*What the exercise asks:* What lines below include the string "centre"? Pick them out and copy them.

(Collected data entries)

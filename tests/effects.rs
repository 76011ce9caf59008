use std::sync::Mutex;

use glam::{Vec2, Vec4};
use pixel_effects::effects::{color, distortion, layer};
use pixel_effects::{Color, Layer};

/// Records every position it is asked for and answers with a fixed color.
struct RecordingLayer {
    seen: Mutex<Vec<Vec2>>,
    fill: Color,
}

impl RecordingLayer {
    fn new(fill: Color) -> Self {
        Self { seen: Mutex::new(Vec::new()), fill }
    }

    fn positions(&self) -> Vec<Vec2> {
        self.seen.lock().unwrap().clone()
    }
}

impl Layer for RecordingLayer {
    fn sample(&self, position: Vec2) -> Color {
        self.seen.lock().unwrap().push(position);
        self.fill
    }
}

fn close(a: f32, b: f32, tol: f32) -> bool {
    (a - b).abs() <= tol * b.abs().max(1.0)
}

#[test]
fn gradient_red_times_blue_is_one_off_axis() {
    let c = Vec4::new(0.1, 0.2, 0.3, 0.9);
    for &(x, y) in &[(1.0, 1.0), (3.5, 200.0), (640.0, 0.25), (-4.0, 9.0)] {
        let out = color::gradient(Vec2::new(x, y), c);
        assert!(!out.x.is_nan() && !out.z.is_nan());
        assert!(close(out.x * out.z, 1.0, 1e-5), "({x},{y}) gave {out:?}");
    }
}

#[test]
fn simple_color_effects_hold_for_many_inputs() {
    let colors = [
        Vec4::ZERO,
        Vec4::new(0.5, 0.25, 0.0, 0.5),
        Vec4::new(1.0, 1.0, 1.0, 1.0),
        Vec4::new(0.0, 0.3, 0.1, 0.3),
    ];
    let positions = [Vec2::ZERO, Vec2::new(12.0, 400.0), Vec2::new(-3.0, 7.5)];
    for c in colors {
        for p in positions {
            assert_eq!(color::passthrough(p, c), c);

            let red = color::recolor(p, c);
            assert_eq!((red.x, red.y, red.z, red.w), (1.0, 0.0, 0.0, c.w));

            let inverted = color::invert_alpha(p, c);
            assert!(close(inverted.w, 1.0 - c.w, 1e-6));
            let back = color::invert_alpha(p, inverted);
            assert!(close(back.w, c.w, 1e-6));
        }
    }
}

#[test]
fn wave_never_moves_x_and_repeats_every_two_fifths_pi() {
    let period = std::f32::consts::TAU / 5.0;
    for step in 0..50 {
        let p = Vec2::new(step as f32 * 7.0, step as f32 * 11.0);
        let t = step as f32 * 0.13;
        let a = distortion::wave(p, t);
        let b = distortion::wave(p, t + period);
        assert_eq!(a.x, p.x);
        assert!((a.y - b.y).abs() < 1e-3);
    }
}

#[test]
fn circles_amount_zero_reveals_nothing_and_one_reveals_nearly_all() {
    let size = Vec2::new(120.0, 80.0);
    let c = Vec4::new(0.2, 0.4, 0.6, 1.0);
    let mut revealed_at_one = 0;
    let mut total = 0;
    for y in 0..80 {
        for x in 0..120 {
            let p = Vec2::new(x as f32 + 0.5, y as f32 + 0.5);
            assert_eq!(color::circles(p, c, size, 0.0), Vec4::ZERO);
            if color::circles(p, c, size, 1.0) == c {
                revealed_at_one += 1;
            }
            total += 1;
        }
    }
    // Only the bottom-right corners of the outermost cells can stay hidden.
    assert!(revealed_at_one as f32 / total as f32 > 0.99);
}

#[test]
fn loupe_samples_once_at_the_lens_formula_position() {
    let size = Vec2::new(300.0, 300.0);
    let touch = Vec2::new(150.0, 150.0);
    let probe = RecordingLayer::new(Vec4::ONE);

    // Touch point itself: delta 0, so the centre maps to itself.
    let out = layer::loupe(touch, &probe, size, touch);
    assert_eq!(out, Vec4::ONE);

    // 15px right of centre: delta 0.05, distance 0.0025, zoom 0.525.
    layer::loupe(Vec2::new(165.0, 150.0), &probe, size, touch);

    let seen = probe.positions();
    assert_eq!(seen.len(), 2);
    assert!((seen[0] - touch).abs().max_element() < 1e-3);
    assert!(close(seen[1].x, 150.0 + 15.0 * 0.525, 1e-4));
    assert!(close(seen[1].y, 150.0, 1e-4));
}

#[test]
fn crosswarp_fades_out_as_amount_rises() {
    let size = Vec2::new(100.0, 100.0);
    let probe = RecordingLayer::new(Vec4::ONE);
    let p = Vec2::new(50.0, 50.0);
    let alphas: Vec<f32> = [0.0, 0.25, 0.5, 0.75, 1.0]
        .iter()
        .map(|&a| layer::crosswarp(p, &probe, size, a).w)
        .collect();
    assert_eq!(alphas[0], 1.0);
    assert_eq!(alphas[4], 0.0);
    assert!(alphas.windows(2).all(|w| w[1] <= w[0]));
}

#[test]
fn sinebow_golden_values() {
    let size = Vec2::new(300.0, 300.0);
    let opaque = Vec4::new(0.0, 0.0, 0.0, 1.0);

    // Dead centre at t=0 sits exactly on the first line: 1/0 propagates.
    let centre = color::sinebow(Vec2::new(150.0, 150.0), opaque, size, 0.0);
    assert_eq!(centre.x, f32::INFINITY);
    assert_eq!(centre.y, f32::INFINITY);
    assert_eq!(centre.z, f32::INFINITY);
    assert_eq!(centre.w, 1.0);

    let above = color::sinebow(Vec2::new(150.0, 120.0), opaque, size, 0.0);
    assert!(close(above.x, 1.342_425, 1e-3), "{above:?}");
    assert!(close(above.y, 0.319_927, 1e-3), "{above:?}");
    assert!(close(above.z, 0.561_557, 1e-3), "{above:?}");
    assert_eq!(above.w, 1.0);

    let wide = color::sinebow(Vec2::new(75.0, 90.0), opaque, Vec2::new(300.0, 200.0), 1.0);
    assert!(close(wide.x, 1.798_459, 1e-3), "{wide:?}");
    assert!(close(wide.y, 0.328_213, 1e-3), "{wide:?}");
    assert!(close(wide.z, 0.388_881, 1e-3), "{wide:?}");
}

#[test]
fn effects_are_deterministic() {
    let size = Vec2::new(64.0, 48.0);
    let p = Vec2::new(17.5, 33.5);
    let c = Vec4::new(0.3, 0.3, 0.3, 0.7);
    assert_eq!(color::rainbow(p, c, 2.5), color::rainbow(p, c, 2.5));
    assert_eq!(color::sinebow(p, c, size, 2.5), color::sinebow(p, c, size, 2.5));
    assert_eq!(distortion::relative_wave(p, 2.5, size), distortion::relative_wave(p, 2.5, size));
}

*Written reply:*
    // Touch point itself: delta 0, so the centre maps to itself.
    // 15px right of centre: delta 0.05, distance 0.0025, zoom 0.525.
    // Dead centre at t=0 sits exactly on the first line: 1/0 propagates.
    let centre = color::sinebow(Vec2::new(150.0, 150.0), opaque, size, 0.0);
    assert_eq!(centre.x, f32::INFINITY);
    assert_eq!(centre.y, f32::INFINITY);
    assert_eq!(centre.z, f32::INFINITY);
    assert_eq!(centre.w, 1.0);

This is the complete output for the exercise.